Overall I think usually people find mirtazapine to be pretty easy on the side effects though I'm sure it can have serious adverse reactions for some like all drugs. If your migraines are severe I doubt mirtazapine alone can handle it but perhaps mirtazapine + lyrica will so you can skip trying mirtazapine on its own if its really bad.


----------



## Under17 (May 4, 2010)

I'm starting to get a weird hearing side effect now, similar to when I was taking gabapentin. Damn. 

Probably need more benzos and less lyrica and alcohol.


----------



## A Sense of Purpose (May 8, 2011)

I see. So far its been quite hit and miss but you have to expect that with pain management. I will give the lyrica a solid shot, but im in final year so basically i need every cent of clarity that i can get... This often means being only slightly more functional with my brain yet at the cost of pain.

From what ive read and heard about mirtazapine, it would KO me, but i;d give it a shot, failing lyrica. 

Would the hearing thing be tinnitus by anychance? A very annoying ringing that doesnt seem to go away?


----------



## Under17 (May 4, 2010)

Dang do you got have tinnitus too? I have that (but not from these meds) but what I was referring to was sometimes my hearing is sort of flat and distorted, probably related to tinnitus but I've only felt it on gabapentin, and ever so slightly on lyrica last night. Gabapentin really screwed with my hearing, but just feeling so high from the lyrica changes my hearing too but its not as bad. Tinnitus is not bother me either right now and I haven't taken any benzos.


But as a matter of fact, I can barely type now because I'm so high! It almost seems like the words on my computer screen are moving or something. The only thing I took today was lyrica, I'm high but I'm completely unfunctional, ****. Maybe some of the alcohol or benzos from last night is still in my bloodstream or something, perhaps bupropion too is interacting, **** I don't know but hell this is kind of good. I'm also not in much pain either. Ah wait, I did take memantine this morning too.

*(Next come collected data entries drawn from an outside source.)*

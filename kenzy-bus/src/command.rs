use serde::{Deserialize, Serialize};
use serde_json::Value;

use crate::context::Context;

/// A verb with its payload, context and routing hints.
///
/// Immutable once built. The original system modeled `speak`/`play`/
/// `register` as a class hierarchy (`SpeakCommand`, `PlayCommand`, ...); here
/// they are thin constructor functions that return a plain `Command`, since
/// the only thing that ever varied between them was the payload shape and
/// the pre/post children they attached.
#[derive(Debug, Clone, Serialize, Deserialize)]
pub struct Command {
    pub action: String,
    #[serde(default)]
    pub payload: Value,
    #[serde(default)]
    pub context: Context,
    /// Explicit recipient. `None` means "route by context".
    #[serde(default)]
    pub url: Option<String>,
    /// Per-request timeout in milliseconds; `None` means the bus default.
    #[serde(default)]
    pub timeout_ms: Option<u64>,
    /// Commands to send before this one, in order.
    #[serde(default)]
    pub pre: Vec<Command>,
    /// Commands to send after this one, in order.
    #[serde(default)]
    pub post: Vec<Command>,
}

impl Command {
    pub fn new(action: impl Into<String>) -> Self {
        Self {
            action: action.into(),
            payload: Value::Null,
            context: Context::default(),
            url: None,
            timeout_ms: None,
            pre: Vec::new(),
            post: Vec::new(),
        }
    }

    pub fn with_payload(mut self, payload: impl Serialize) -> Self {
        self.payload = serde_json::to_value(payload).unwrap_or(Value::Null);
        self
    }

    pub fn with_context(mut self, context: Context) -> Self {
        self.context = context;
        self
    }

    pub fn with_url(mut self, url: impl Into<String>) -> Self {
        self.url = Some(url.into());
        self
    }

    pub fn with_timeout_ms(mut self, timeout_ms: u64) -> Self {
        self.timeout_ms = Some(timeout_ms);
        self
    }

    pub fn with_pre(mut self, cmd: Command) -> Self {
        self.pre.push(cmd);
        self
    }

    pub fn with_post(mut self, cmd: Command) -> Self {
        self.post.push(cmd);
        self
    }

    pub fn is_empty_action(&self) -> bool {
        self.action.trim().is_empty()
    }

    /// `speak{text}` with no chained commands, the common case for
    /// fire-and-forget TTS.
    pub fn speak(text: impl Into<String>) -> Self {
        Command::new("speak").with_payload(serde_json::json!({ "text": text.into() }))
    }

    /// `speak` wrapped with a `mute` before and `unmute` after, so other STT
    /// devices in the same location don't pick up the hub's own voice.
    pub fn speak_with_mute_guard(text: impl Into<String>) -> Self {
        Command::speak(text)
            .with_pre(Command::mute())
            .with_post(Command::unmute())
    }

    pub fn mute() -> Self {
        Command::new("mute")
    }

    pub fn unmute() -> Self {
        Command::new("unmute")
    }

    pub fn play(url: impl Into<String>) -> Self {
        Command::new("play").with_payload(serde_json::json!({ "url": url.into() }))
    }

    pub fn register(
        url: impl Into<String>,
        device_type: impl Into<String>,
        accepts: Vec<String>,
    ) -> Self {
        Command::new("register").with_payload(serde_json::json!({
            "url": url.into(),
            "type": device_type.into(),
            "accepts": accepts,
        }))
    }

    pub fn shutdown() -> Self {
        Command::new("shutdown")
    }

    pub fn collect(data: impl Serialize) -> Self {
        Command::new("collect").with_payload(data)
    }
}

#[cfg(test)]
mod tests {
    use super::*;

    #[test]
    fn speak_with_mute_guard_chains_in_order() {
        let cmd = Command::speak_with_mute_guard("hello");
        assert_eq!(cmd.pre.len(), 1);
        assert_eq!(cmd.pre[0].action, "mute");
        assert_eq!(cmd.post.len(), 1);
        assert_eq!(cmd.post[0].action, "unmute");
    }

    #[test]
    fn empty_action_is_detected() {
        assert!(Command::new("  ").is_empty_action());
        assert!(!Command::new("speak").is_empty_action());
    }

    #[test]
    fn register_payload_round_trips() {
        let cmd = Command::register("http://a:9700", "kenzy.stt", vec!["mute".into()]);
        let encoded = serde_json::to_string(&cmd).unwrap();
        let decoded: Command = serde_json::from_str(&encoded).unwrap();
        assert_eq!(decoded.action, "register");
        assert_eq!(decoded.payload["type"], "kenzy.stt");
    }
}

And yea taking lyrica during school is baaaad, in fact my neurologist had me wait until the spring semester was over before trying it. He told me to come in before school started I guess to check up and perhaps augment it but I couldn't get a freaking appointment 

My neurologist who gave me lyrica also prescribed bupropion, but it's giving me a hives rash on my hands so hopefully I can get something good like vyvanese or adderall but I'll probably get provigil or strattera first.


----------



## Under17 (May 4, 2010)

And yea for tinnitus I think memantine + lyrica and prn benzo and alcohol use can be of quite benefit. High dose benzos prn by themselves can work but then you cant take it as often. Although when schools starting is not the best time to experiment unless you're just taking the easiest classes like me. I used to have a full scholarship to university of miami but dropped out of school almost immediately after getting fibro (I didn't know what was wrong with me at the time but I was basically bedridden and it took three years just to get a freaking fibromyalgia diagnosis) and now I'm just going to a local commuter school.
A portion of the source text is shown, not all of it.